*** Opening INPUT MATERIAL ***
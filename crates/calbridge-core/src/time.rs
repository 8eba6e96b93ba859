//! Event times and query windows.
//!
//! [`EventTime`] is either an instant or an all-day date. [`TimeWindow`] is
//! the half-open range used when expanding recurrences into busytimes.

use std::cmp::Ordering;

use chrono::{DateTime, Duration, NaiveDate, NaiveTime, Utc};
use serde::{Deserialize, Serialize};

/// Start or end of an event.
#[derive(Debug, Clone, Copy, PartialEq, Eq, Hash, Serialize, Deserialize)]
#[serde(tag = "type", content = "value", rename_all = "snake_case")]
pub enum EventTime {
    /// A specific instant, stored in UTC.
    DateTime(DateTime<Utc>),
    /// An all-day date.
    AllDay(NaiveDate),
}

impl EventTime {
    pub fn from_utc(dt: DateTime<Utc>) -> Self {
        Self::DateTime(dt)
    }

    pub fn from_date(date: NaiveDate) -> Self {
        Self::AllDay(date)
    }

    pub fn is_all_day(&self) -> bool {
        matches!(self, Self::AllDay(_))
    }

    /// The instant used for ordering and expansion.
    ///
    /// All-day dates map to midnight UTC.
    pub fn to_utc(&self) -> DateTime<Utc> {
        match self {
            Self::DateTime(dt) => *dt,
            Self::AllDay(date) => date.and_time(NaiveTime::MIN).and_utc(),
        }
    }

    /// Builds a time of the same variant at another instant.
    pub fn with_instant(&self, instant: DateTime<Utc>) -> Self {
        match self {
            Self::DateTime(_) => Self::DateTime(instant),
            Self::AllDay(_) => Self::AllDay(instant.date_naive()),
        }
    }
}

impl PartialOrd for EventTime {
    fn partial_cmp(&self, other: &Self) -> Option<Ordering> {
        Some(self.cmp(other))
    }
}

impl Ord for EventTime {
    fn cmp(&self, other: &Self) -> Ordering {
        self.to_utc().cmp(&other.to_utc())
    }
}

/// A half-open interval `[start, end)` in UTC.
#[derive(Debug, Clone, Copy, PartialEq, Eq, Serialize, Deserialize)]
pub struct TimeWindow {
    pub start: DateTime<Utc>,
    pub end: DateTime<Utc>,
}

impl TimeWindow {
    /// # Panics
    ///
    /// Panics if `start` is after `end`.
    pub fn new(start: DateTime<Utc>, end: DateTime<Utc>) -> Self {
        assert!(start <= end, "TimeWindow start must be <= end");
        Self { start, end }
    }

    /// Returns `None` instead of panicking on an inverted range.
    pub fn try_new(start: DateTime<Utc>, end: DateTime<Utc>) -> Option<Self> {
        (start <= end).then_some(Self { start, end })
    }

    /// Window reaching `behind` into the past and `ahead` into the future.
    pub fn around(now: DateTime<Utc>, behind: Duration, ahead: Duration) -> Self {
        Self::new(now - behind, now + ahead)
    }

    pub fn duration(&self) -> Duration {
        self.end - self.start
    }

    pub fn contains(&self, dt: DateTime<Utc>) -> bool {
        self.start <= dt && dt < self.end
    }

    /// True when `[start, end)` intersects the window.
    pub fn overlaps(&self, start: DateTime<Utc>, end: DateTime<Utc>) -> bool {
        start < self.end && end > self.start
    }

    /// Same window with the end pushed out to `end`, if later.
    pub fn extend_to(&self, end: DateTime<Utc>) -> Self {
        Self {
            start: self.start,
            end: self.end.max(end),
        }
    }
}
*** Closing INPUT MATERIAL ***
** TASK DESCRIPTION **
Repeat, exactly as they stand, the line that contains "pub fn duration(&self)" and all the lines after it in the data above.

** RESPONSE AREA **
    pub fn duration(&self) -> Duration {
        self.end - self.start
    }

    pub fn contains(&self, dt: DateTime<Utc>) -> bool {
        self.start <= dt && dt < self.end
    }

    /// True when `[start, end)` intersects the window.
    pub fn overlaps(&self, start: DateTime<Utc>, end: DateTime<Utc>) -> bool {
        start < self.end && end > self.start
    }

    /// Same window with the end pushed out to `end`, if later.
    pub fn extend_to(&self, end: DateTime<Utc>) -> Self {
        Self {
            start: self.start,
            end: self.end.max(end),
        }
    }
}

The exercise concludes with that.